Should the word "derive" occur in a line of the records, copy that line.

*** Supplied records Section Begins ***

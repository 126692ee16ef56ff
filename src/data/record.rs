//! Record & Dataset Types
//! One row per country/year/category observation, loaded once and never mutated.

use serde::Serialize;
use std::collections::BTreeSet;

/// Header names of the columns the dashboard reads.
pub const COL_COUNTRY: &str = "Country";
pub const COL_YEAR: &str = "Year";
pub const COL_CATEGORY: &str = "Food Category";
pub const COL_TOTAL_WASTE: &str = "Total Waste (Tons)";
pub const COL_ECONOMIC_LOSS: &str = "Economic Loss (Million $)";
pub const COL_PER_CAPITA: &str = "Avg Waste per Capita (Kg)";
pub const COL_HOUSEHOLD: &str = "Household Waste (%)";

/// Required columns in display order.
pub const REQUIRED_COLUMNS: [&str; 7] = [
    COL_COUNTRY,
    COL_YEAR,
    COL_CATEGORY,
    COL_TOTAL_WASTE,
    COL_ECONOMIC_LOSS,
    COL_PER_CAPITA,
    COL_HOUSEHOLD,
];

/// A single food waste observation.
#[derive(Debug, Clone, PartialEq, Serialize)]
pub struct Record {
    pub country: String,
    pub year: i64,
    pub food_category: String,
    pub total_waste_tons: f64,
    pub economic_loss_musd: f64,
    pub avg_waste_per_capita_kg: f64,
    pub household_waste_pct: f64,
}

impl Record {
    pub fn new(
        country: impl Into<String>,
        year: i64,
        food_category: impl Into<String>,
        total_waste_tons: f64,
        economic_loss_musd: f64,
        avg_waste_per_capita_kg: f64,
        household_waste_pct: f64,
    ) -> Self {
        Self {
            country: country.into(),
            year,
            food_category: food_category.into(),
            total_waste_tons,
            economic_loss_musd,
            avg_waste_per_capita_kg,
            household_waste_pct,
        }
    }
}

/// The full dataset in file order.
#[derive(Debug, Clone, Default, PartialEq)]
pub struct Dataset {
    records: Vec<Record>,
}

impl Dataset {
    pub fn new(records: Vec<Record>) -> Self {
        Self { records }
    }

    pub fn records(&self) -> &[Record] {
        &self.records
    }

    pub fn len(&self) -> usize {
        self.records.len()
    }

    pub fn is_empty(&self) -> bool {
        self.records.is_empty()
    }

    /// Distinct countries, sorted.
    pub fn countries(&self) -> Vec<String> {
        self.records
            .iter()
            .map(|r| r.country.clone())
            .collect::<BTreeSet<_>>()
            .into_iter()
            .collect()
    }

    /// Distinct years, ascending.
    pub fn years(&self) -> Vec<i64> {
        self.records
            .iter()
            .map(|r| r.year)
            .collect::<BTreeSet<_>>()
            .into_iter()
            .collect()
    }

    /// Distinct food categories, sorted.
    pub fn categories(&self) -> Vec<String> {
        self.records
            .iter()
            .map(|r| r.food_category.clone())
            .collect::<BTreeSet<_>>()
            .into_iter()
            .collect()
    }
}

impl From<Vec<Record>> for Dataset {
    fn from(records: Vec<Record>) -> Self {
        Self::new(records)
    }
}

*** Supplied records Section Ends ***
*** Supplied records Section Begins ***

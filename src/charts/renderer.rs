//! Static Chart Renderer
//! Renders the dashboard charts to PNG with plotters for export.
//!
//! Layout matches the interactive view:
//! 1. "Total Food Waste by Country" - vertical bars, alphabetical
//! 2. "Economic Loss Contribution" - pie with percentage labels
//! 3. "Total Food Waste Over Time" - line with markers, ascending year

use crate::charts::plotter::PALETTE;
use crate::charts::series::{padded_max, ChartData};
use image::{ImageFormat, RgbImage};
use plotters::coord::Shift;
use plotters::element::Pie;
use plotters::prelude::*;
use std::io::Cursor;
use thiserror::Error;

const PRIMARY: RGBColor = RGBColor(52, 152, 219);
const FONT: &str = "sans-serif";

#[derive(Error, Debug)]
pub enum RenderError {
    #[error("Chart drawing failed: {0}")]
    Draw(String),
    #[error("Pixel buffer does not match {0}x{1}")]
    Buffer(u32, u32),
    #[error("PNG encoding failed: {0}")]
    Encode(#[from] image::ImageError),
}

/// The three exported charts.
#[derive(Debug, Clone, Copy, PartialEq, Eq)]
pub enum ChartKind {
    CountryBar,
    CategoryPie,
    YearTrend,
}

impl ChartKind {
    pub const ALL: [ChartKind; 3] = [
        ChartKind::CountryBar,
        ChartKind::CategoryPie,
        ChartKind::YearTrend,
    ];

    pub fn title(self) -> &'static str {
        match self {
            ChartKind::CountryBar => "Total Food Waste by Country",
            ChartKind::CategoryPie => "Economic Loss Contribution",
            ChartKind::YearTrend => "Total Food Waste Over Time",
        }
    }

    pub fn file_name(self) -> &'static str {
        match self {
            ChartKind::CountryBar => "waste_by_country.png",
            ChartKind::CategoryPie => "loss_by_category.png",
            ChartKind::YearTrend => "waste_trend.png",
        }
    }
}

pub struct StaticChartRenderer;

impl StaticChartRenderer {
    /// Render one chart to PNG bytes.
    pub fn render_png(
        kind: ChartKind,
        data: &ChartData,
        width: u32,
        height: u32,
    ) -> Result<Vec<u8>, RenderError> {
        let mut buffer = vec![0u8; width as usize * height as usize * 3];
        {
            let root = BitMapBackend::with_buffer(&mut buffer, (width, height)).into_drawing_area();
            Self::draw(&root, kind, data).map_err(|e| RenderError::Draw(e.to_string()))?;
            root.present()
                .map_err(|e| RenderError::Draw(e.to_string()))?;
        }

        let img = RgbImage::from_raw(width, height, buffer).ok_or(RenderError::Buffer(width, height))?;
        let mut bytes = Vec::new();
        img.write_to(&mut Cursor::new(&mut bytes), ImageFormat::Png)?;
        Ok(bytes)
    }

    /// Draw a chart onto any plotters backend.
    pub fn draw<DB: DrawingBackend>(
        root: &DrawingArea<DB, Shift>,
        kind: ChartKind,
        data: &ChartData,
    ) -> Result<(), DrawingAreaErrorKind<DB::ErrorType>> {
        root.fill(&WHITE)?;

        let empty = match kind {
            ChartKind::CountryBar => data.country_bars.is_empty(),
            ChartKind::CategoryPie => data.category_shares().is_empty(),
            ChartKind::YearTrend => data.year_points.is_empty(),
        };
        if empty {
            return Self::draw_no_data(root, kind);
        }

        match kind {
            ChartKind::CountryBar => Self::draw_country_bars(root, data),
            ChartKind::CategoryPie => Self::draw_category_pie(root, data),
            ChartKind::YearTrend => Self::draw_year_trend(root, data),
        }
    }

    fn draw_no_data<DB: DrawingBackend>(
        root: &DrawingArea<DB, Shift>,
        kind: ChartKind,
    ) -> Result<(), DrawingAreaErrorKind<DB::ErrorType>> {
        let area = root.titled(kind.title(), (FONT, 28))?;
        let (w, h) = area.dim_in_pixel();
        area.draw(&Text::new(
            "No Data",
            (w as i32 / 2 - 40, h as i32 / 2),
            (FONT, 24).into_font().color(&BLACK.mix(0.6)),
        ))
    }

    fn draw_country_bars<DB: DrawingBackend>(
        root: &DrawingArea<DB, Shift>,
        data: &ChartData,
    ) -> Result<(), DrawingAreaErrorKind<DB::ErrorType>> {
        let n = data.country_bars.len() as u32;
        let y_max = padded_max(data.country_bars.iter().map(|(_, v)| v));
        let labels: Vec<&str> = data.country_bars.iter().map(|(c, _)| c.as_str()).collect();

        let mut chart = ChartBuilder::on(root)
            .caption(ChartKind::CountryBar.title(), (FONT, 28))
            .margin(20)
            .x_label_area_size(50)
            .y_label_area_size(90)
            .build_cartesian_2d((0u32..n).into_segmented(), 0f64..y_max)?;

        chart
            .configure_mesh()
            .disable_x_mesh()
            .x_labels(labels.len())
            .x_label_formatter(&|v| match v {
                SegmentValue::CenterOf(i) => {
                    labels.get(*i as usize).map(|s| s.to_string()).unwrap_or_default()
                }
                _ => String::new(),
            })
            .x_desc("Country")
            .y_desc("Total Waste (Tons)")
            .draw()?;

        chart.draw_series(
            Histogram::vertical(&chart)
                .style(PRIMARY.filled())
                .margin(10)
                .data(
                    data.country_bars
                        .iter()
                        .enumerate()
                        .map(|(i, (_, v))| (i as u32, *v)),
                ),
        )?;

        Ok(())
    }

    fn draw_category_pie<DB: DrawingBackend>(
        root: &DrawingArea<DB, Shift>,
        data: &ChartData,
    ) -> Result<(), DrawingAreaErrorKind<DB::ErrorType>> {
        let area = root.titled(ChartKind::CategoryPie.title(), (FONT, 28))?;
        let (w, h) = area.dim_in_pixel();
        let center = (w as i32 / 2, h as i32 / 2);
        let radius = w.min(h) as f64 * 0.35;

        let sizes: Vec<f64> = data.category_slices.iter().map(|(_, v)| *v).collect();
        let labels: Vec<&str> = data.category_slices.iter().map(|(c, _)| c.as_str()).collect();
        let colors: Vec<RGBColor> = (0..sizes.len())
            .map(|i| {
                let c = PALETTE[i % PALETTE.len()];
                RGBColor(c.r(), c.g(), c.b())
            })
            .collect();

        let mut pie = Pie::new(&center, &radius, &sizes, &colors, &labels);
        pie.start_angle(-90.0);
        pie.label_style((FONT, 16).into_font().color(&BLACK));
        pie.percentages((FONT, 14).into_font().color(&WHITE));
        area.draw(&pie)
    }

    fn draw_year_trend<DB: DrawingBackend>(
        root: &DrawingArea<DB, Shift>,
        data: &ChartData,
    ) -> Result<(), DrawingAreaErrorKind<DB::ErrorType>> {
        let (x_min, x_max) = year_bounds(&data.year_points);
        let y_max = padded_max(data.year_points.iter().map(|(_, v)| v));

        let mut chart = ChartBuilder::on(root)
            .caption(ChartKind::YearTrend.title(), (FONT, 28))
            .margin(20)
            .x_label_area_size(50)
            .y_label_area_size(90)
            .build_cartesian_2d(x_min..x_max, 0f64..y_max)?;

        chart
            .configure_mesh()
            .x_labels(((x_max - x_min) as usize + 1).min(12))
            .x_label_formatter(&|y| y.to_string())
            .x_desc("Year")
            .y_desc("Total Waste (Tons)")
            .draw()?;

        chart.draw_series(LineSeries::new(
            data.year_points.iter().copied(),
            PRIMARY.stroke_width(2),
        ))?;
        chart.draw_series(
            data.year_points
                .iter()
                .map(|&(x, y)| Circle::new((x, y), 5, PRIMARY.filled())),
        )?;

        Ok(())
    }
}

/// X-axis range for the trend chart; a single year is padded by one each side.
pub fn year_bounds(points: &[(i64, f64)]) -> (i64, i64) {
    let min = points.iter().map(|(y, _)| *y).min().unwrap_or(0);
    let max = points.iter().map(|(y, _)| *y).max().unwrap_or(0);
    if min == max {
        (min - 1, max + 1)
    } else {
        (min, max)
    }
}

*** Supplied records Section Ends ***
*** Supplied records Section Begins ***

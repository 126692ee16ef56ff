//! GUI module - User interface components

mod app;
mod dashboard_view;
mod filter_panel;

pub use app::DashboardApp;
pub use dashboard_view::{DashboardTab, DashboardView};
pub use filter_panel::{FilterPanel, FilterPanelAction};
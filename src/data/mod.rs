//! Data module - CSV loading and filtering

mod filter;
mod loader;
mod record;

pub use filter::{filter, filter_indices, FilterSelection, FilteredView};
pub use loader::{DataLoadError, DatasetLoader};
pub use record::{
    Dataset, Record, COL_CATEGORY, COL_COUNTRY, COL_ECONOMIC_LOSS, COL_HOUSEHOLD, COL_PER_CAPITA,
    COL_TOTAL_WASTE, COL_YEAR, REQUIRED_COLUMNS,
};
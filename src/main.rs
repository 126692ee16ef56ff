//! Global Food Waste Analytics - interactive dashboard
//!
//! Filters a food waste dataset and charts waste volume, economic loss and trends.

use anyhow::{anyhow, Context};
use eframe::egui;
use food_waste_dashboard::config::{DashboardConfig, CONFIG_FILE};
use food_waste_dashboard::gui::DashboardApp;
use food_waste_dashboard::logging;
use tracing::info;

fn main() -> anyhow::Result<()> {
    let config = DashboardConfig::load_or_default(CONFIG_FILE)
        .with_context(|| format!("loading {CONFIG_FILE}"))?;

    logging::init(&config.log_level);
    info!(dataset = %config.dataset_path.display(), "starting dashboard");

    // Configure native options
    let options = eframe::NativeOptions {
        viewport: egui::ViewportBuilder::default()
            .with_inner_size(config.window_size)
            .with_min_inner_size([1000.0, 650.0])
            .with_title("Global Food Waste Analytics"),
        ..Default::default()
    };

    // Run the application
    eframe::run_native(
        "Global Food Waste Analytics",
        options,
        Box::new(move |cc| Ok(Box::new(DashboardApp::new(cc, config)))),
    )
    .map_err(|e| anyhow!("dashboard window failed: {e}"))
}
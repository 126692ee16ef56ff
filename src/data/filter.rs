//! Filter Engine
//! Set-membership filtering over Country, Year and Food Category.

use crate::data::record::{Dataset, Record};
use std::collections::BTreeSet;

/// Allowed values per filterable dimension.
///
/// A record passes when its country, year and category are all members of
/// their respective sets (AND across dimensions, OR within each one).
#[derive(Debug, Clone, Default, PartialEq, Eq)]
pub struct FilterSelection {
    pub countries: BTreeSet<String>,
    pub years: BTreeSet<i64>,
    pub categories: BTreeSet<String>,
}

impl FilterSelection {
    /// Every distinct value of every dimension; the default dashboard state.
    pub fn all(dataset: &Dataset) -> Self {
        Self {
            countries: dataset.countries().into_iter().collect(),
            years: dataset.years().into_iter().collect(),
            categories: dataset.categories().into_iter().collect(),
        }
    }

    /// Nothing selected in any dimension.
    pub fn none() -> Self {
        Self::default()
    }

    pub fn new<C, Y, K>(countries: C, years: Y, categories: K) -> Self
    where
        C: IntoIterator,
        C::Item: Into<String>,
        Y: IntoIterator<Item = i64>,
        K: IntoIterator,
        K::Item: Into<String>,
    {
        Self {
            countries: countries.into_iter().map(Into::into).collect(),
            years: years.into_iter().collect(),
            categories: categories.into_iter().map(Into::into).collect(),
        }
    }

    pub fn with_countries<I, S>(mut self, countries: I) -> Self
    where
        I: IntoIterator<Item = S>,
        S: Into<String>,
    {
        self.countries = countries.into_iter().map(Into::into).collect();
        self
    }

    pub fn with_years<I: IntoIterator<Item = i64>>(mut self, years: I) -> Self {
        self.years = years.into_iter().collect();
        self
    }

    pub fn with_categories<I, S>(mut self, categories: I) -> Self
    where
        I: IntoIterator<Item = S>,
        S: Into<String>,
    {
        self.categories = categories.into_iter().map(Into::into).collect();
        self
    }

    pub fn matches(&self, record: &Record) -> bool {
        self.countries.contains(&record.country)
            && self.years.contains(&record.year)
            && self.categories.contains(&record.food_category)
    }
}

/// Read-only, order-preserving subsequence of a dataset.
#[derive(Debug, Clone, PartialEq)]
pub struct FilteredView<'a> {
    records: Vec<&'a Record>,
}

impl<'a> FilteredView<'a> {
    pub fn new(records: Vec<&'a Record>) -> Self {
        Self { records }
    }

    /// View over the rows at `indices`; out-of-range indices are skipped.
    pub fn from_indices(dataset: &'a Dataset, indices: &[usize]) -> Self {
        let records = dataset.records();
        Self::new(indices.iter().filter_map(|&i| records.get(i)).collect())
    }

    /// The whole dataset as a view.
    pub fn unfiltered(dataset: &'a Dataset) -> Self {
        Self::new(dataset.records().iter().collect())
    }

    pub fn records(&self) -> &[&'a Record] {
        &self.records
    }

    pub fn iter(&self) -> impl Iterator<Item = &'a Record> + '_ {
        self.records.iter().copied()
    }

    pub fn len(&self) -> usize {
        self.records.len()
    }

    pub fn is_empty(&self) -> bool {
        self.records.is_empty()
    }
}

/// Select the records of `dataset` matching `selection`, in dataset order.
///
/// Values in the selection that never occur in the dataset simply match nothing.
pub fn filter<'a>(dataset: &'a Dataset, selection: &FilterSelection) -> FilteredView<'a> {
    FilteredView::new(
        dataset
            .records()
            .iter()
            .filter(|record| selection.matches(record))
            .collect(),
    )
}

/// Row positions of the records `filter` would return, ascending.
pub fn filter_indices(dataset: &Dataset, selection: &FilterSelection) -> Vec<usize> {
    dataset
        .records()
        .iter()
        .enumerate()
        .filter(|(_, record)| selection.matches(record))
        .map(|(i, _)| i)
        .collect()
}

*** Supplied records Section Ends ***

- Reply:
#[derive(Debug, Clone, PartialEq, Serialize)]
#[derive(Debug, Clone, Default, PartialEq)]
#[derive(Error, Debug)]
#[derive(Debug, Clone, Copy, PartialEq, Eq)]
#[derive(Debug, Clone, Default, PartialEq, Eq)]
#[derive(Debug, Clone, PartialEq)]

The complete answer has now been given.